··· Records for the exercise

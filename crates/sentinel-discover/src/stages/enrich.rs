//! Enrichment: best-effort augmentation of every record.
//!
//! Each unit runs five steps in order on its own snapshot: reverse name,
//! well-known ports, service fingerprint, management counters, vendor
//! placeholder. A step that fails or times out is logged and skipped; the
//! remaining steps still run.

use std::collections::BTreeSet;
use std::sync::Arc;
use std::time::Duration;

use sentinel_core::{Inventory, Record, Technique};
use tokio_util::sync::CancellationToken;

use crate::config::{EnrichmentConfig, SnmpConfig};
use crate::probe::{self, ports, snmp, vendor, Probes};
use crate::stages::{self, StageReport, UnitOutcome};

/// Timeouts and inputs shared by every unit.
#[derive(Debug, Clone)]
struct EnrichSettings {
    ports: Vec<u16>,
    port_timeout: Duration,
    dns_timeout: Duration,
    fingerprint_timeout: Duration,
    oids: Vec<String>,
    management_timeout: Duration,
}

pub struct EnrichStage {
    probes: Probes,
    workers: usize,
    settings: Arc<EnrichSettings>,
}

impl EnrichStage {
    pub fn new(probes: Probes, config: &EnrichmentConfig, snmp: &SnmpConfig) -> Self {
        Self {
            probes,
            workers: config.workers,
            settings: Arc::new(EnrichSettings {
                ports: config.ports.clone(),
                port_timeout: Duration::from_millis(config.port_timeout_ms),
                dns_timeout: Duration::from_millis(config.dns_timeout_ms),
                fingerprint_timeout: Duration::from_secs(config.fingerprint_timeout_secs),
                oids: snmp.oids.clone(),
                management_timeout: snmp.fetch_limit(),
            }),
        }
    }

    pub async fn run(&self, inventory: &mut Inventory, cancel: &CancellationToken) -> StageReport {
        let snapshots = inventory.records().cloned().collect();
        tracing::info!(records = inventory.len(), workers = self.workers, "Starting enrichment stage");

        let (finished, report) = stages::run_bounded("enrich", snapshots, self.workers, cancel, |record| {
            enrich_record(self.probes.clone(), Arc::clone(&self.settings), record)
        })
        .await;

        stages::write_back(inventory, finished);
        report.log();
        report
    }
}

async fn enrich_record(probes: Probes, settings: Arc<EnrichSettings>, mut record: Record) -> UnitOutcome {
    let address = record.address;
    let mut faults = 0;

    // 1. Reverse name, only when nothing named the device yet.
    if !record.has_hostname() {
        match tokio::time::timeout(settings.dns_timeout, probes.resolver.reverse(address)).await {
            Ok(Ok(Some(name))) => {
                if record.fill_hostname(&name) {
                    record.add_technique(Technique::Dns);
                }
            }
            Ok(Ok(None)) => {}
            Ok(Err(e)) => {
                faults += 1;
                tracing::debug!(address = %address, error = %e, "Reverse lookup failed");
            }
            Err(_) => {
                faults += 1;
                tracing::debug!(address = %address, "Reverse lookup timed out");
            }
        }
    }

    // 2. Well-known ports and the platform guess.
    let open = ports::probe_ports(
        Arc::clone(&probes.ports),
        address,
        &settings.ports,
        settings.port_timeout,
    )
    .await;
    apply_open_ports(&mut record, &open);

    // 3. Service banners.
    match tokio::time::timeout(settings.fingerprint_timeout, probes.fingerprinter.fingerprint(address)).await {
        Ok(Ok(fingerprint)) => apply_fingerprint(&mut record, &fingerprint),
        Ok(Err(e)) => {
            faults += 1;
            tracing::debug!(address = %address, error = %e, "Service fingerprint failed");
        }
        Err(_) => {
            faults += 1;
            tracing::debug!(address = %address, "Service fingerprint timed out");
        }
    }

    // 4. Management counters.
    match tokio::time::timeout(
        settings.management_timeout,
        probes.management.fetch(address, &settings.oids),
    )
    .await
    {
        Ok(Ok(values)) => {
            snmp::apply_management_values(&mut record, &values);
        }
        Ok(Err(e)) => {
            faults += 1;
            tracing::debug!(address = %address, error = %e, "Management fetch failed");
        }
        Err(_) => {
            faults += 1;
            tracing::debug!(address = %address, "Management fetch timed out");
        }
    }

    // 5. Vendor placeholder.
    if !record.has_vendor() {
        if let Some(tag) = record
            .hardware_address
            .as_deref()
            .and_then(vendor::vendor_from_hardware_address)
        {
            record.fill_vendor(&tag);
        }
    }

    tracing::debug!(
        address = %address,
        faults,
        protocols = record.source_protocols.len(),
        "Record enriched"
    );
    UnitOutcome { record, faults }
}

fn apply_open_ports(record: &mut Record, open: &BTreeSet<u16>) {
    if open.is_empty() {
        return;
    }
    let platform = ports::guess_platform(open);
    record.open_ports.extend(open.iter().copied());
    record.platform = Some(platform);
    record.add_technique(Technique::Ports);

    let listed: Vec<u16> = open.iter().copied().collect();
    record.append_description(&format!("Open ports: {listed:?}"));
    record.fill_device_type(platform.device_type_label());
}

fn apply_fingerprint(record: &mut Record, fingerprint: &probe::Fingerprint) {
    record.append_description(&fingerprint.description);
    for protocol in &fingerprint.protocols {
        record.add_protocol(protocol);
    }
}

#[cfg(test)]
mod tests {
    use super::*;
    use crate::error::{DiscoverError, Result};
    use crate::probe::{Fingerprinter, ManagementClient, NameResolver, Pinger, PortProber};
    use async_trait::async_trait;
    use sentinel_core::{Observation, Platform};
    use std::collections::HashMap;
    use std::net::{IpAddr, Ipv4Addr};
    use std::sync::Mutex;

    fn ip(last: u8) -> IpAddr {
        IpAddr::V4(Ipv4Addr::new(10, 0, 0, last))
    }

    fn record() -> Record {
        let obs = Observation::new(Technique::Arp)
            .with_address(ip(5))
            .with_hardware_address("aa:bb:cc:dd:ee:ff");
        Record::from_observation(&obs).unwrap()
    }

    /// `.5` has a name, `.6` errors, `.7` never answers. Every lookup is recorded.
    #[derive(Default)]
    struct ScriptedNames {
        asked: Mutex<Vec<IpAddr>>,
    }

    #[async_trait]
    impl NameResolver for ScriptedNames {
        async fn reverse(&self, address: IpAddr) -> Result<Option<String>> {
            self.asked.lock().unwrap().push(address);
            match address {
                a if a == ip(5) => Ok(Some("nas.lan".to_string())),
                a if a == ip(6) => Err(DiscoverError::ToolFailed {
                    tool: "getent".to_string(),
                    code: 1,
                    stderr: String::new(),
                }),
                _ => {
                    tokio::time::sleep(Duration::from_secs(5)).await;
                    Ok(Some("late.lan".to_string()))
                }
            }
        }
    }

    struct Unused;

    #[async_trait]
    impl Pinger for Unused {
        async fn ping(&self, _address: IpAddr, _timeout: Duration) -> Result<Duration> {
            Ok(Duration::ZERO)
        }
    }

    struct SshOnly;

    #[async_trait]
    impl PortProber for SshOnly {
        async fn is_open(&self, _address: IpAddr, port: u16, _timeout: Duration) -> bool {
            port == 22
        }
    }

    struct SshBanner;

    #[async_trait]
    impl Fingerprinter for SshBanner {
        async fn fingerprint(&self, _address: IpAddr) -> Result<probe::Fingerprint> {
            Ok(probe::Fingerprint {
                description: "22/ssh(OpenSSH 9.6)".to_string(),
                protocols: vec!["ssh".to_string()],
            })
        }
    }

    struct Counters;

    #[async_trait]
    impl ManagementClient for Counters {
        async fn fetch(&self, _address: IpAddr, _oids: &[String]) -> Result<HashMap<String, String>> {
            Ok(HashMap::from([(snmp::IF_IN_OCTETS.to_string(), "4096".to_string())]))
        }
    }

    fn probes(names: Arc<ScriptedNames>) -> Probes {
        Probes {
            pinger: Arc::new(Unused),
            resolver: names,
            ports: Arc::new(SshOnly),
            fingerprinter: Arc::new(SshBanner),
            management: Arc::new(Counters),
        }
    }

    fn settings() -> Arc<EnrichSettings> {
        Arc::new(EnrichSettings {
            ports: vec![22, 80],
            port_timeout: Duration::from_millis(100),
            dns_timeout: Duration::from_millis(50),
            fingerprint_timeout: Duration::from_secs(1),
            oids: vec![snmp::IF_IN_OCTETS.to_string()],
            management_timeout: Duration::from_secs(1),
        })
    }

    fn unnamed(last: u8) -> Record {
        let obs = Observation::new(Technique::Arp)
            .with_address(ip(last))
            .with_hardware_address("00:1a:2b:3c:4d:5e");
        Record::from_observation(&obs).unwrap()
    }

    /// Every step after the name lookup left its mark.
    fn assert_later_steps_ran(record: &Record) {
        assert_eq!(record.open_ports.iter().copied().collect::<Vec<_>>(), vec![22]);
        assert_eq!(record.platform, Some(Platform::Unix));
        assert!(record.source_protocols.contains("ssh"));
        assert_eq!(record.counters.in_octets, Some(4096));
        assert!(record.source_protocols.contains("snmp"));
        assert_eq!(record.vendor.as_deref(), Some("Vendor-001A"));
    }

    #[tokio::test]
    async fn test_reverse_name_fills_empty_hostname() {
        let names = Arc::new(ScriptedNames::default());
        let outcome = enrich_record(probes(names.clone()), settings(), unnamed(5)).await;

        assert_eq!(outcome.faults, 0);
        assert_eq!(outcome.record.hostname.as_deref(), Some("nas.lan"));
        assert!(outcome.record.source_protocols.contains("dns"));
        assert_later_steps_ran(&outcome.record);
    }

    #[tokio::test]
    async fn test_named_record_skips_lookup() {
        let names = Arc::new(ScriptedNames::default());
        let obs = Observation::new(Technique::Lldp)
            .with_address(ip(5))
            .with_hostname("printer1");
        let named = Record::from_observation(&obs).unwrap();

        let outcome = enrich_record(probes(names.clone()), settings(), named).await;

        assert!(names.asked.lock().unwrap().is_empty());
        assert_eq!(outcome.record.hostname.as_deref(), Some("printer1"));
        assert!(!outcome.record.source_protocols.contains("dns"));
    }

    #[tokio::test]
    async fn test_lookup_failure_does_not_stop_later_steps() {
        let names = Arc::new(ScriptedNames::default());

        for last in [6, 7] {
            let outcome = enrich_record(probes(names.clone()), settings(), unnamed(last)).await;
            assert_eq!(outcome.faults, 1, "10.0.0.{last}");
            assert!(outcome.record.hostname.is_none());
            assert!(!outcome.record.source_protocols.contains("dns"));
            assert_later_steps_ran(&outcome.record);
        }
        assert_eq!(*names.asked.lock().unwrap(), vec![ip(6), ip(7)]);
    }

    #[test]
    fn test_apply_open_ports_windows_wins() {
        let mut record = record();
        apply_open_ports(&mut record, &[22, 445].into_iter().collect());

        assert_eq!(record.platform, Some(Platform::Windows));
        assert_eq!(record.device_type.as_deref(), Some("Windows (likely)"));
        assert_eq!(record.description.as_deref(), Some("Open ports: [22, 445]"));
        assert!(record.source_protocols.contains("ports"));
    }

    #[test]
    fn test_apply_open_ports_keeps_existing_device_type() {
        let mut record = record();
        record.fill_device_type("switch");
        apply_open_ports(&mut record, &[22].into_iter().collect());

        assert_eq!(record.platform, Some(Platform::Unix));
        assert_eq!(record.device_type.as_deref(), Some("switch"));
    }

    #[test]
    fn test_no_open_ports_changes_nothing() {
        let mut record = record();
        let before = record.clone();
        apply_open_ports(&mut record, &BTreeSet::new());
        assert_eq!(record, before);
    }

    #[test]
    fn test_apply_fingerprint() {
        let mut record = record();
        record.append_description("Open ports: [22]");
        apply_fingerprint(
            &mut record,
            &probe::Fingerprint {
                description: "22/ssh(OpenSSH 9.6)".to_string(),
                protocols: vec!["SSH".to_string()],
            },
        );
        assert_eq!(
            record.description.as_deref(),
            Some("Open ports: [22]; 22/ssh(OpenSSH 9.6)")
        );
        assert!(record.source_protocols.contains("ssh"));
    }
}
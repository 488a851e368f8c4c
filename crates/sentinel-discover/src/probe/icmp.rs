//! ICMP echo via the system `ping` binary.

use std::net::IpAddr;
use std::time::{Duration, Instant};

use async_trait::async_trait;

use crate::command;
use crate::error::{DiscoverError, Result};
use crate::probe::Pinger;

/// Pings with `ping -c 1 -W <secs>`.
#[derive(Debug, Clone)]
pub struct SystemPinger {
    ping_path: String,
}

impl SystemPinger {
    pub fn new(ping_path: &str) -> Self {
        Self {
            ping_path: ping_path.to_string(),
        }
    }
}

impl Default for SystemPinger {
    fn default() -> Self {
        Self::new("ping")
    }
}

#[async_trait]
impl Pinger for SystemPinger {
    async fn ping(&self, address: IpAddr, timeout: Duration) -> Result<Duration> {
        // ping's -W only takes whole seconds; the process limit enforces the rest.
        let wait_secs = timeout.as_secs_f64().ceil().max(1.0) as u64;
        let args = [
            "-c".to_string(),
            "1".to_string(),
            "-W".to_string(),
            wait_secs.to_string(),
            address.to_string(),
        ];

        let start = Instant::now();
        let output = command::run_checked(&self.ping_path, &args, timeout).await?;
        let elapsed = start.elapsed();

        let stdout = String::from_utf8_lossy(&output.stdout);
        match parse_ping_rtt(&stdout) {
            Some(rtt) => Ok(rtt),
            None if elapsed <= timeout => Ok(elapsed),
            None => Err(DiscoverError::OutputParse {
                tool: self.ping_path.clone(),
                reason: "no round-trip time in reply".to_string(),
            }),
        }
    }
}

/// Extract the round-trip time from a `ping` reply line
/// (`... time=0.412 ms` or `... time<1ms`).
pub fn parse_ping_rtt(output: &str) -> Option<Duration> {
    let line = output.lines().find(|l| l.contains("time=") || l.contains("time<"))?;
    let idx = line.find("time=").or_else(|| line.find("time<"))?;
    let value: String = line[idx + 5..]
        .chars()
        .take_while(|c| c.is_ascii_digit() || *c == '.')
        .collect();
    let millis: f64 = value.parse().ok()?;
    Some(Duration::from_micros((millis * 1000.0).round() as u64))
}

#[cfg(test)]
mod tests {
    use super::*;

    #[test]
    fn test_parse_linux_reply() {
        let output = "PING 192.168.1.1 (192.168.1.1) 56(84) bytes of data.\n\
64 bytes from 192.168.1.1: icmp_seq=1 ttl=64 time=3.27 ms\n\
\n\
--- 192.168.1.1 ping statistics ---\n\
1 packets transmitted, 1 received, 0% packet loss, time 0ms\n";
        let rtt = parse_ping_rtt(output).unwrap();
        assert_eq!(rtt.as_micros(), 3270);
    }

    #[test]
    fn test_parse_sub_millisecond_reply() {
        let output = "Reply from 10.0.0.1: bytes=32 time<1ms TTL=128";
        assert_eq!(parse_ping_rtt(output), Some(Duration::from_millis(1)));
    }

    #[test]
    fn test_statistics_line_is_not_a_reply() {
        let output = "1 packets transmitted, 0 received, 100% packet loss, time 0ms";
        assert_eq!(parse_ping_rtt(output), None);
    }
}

······

Work item:
Count the lines of the listing that contain the word "SshOnly", and give only the number.

Output of the exercise:
3